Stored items
******

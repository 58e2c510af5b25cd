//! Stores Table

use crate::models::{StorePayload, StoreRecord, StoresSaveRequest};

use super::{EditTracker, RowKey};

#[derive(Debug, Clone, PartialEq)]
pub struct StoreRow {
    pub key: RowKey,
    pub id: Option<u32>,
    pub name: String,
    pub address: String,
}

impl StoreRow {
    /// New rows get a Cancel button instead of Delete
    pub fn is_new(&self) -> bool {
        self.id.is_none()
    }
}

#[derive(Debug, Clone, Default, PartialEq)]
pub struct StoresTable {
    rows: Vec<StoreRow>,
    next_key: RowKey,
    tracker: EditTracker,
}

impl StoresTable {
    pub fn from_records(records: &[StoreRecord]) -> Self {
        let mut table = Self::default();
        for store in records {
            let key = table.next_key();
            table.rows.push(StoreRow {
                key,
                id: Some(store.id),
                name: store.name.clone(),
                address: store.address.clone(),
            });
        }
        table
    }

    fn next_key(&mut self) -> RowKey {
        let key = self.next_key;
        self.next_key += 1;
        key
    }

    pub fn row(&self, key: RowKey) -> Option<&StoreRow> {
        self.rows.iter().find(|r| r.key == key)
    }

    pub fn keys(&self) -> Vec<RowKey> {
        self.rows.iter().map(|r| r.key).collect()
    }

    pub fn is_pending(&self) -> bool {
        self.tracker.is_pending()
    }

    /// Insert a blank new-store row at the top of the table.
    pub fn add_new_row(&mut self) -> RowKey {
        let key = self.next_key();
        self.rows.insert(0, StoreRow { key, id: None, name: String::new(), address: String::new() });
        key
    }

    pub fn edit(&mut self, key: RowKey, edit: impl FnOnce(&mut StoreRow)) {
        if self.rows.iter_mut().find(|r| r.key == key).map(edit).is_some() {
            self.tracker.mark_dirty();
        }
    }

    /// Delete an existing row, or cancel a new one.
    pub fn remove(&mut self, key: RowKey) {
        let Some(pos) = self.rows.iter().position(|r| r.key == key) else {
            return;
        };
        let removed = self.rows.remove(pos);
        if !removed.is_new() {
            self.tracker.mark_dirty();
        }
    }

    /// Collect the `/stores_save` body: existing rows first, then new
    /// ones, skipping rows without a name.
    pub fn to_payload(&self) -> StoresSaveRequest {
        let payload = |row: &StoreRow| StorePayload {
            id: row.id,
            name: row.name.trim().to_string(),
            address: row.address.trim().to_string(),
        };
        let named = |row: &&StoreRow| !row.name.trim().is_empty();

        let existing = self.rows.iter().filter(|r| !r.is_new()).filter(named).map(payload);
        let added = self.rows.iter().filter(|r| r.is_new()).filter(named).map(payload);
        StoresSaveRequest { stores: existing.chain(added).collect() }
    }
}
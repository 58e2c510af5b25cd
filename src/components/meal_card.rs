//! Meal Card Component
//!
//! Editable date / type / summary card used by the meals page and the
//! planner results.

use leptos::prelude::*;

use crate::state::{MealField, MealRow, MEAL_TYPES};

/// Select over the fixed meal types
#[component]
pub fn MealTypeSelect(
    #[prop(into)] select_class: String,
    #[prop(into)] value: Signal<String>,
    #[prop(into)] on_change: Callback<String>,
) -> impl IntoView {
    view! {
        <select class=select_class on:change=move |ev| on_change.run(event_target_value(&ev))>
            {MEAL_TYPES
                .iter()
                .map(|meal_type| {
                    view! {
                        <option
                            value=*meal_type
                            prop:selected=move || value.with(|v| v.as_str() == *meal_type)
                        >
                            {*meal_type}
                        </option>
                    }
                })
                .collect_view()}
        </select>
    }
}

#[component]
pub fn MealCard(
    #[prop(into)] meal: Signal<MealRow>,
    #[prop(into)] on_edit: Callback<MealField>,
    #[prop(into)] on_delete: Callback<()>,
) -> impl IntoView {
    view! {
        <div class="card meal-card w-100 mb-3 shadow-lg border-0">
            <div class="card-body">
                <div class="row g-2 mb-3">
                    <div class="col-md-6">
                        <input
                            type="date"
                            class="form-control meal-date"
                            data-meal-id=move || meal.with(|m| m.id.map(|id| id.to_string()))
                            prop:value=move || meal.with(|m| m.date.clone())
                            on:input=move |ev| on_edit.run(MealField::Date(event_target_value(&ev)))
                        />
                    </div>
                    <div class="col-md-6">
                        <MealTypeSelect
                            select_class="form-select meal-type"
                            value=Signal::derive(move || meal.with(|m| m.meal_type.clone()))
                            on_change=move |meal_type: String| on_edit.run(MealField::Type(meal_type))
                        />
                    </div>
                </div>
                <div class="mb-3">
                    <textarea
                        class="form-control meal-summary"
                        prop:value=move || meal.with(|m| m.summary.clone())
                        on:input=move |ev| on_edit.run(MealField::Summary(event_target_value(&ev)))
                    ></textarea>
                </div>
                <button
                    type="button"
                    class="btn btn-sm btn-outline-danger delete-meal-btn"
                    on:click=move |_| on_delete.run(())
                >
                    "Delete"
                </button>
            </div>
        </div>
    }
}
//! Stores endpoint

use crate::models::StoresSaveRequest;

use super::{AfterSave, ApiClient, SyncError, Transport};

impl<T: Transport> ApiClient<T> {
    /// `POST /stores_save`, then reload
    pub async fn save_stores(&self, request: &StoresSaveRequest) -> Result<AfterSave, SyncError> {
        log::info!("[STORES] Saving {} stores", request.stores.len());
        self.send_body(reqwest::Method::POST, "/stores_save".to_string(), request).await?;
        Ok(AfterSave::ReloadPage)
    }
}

******

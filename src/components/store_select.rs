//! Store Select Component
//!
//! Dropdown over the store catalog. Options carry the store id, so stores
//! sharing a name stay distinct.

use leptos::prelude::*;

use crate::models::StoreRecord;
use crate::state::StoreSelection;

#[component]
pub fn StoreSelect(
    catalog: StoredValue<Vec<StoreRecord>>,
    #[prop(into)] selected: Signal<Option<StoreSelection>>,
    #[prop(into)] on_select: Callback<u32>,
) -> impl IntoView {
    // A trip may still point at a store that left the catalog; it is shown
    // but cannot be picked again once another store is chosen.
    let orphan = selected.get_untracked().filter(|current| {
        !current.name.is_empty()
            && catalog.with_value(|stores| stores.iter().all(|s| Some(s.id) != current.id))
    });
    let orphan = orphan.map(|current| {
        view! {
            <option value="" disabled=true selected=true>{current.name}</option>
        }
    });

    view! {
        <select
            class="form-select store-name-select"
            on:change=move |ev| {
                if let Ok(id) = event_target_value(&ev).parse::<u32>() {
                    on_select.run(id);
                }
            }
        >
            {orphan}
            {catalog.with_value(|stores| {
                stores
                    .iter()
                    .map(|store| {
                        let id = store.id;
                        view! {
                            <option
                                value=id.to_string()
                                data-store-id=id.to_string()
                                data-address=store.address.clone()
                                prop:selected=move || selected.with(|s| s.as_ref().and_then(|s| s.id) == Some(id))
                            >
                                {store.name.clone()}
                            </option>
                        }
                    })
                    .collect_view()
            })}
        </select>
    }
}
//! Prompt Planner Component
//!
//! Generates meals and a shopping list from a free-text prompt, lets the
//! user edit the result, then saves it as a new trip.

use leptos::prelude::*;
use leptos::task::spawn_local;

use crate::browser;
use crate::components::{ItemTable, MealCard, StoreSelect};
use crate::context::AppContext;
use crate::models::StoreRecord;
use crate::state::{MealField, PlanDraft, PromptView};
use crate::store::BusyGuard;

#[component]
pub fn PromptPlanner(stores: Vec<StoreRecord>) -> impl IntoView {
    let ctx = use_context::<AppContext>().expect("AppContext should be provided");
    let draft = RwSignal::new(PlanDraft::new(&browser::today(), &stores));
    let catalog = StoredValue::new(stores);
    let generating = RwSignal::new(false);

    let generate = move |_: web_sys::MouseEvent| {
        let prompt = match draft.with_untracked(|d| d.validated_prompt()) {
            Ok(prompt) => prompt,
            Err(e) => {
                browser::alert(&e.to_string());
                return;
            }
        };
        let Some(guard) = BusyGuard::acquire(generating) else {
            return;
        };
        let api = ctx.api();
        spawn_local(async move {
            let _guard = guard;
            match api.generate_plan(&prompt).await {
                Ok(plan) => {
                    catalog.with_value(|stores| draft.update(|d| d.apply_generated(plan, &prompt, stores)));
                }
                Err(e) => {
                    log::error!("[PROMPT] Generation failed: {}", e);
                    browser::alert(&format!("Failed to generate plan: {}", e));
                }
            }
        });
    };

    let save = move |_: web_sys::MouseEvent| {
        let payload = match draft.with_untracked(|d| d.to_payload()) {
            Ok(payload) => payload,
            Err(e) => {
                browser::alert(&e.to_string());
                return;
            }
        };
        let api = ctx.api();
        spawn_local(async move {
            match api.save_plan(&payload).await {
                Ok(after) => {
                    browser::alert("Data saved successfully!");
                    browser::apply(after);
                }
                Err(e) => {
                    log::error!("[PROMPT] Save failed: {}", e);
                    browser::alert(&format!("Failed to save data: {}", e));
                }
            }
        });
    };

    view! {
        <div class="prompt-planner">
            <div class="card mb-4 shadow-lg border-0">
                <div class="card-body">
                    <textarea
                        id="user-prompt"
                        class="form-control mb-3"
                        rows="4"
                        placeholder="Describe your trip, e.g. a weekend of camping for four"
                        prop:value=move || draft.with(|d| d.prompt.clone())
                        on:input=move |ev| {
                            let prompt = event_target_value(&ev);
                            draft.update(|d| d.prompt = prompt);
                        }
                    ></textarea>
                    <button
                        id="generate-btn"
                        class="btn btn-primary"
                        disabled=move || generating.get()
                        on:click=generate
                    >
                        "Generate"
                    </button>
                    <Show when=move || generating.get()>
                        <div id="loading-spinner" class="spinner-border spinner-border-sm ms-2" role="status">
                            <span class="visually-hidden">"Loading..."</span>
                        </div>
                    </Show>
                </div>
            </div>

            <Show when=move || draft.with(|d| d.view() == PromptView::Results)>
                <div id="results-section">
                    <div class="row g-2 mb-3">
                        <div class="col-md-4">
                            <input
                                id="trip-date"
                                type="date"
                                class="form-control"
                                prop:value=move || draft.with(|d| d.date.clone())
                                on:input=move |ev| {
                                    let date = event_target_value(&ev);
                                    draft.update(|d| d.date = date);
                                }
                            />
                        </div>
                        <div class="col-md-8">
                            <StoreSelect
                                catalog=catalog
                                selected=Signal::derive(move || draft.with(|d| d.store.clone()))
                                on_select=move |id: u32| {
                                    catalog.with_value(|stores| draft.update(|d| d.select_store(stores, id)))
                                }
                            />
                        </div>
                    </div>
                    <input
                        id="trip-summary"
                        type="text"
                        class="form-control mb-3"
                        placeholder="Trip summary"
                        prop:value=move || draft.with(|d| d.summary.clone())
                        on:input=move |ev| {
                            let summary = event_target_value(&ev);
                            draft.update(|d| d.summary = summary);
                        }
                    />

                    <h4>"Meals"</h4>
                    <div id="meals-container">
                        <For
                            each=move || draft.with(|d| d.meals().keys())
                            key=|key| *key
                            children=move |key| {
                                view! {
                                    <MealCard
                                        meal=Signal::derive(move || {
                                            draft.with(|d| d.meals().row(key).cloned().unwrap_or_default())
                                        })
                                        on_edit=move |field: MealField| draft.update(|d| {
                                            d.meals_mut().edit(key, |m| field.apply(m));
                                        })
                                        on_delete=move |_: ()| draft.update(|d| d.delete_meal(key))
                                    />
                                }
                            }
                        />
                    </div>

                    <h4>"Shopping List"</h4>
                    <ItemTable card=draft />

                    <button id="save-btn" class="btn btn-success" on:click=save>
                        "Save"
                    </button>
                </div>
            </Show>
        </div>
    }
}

******

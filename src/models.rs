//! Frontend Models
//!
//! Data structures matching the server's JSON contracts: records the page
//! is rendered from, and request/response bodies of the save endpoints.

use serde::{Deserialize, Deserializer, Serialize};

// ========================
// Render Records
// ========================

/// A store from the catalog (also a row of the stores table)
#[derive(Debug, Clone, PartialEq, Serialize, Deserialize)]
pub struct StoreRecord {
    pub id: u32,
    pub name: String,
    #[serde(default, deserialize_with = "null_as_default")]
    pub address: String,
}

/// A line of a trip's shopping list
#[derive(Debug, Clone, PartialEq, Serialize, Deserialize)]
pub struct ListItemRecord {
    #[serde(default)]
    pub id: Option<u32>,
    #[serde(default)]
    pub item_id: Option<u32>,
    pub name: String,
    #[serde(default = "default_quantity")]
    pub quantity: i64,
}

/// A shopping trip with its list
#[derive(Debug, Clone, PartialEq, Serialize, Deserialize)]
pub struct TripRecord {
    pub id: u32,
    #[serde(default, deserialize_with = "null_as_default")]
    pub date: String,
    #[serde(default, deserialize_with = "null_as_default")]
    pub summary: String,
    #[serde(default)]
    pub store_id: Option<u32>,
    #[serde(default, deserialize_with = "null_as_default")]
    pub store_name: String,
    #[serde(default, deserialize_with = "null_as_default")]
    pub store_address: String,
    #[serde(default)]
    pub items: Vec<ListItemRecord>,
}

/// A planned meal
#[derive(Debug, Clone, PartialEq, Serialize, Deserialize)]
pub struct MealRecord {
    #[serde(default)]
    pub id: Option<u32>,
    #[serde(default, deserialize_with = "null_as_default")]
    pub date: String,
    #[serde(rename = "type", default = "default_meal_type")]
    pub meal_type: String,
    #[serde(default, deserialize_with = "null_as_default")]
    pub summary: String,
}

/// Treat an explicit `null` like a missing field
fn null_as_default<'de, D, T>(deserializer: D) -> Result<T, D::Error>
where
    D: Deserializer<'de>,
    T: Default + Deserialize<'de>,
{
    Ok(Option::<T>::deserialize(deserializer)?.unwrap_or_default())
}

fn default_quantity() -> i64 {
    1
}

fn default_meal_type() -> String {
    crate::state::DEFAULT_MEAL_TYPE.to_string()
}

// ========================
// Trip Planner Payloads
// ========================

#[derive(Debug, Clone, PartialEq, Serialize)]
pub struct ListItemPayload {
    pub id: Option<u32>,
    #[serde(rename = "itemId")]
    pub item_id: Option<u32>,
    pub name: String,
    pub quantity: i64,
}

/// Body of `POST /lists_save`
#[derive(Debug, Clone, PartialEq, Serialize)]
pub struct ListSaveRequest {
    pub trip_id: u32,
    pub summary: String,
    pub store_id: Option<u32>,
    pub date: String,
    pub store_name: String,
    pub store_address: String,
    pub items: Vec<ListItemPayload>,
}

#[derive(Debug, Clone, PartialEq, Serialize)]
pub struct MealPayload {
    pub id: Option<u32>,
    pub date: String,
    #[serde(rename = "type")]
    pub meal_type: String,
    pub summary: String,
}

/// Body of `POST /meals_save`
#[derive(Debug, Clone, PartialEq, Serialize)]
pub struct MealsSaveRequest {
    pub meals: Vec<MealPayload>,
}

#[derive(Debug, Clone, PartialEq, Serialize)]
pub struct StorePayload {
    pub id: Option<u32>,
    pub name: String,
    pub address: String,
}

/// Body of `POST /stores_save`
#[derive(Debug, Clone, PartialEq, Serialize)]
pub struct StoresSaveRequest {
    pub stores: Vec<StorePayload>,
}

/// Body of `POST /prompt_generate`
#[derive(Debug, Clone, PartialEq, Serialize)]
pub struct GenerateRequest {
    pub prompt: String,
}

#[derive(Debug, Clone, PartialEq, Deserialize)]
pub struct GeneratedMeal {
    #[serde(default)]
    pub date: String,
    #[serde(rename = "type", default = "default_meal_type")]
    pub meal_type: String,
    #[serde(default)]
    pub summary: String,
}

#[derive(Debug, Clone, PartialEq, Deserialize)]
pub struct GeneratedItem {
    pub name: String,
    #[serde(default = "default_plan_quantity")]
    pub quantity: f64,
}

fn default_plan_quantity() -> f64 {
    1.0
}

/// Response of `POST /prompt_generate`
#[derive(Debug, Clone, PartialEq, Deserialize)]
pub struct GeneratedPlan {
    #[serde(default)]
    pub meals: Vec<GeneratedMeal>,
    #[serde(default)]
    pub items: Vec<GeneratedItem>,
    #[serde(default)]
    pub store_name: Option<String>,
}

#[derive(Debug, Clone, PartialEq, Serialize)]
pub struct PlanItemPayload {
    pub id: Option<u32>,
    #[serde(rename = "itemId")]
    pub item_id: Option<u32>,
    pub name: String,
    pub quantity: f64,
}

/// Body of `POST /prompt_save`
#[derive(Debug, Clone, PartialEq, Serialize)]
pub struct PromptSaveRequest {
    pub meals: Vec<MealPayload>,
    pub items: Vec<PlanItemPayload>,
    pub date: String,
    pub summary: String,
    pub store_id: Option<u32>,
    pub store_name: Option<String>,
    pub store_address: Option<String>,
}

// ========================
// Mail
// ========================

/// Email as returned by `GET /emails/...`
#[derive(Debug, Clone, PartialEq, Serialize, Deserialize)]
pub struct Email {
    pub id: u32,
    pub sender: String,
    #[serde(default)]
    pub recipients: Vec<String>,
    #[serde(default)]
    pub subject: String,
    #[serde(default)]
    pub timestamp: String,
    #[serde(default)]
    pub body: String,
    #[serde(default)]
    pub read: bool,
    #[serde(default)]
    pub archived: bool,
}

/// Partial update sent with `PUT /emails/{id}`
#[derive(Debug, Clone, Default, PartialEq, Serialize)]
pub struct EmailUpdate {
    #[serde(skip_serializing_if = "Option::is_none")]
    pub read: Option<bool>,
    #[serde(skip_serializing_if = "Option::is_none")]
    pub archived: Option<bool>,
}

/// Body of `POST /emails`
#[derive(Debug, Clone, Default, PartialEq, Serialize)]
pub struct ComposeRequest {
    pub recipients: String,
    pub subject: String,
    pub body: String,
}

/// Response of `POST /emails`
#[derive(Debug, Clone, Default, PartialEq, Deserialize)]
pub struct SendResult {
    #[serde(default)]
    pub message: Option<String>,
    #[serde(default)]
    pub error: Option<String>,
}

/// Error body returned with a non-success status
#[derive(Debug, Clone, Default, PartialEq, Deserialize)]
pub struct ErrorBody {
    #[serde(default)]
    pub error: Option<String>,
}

******

What you should do
Check each line of the records above, and copy those that hold the word "shadow".

Task solution
        <div class="card meal-card w-100 mb-3 shadow-lg border-0">
            <div class="card mb-4 shadow-lg border-0">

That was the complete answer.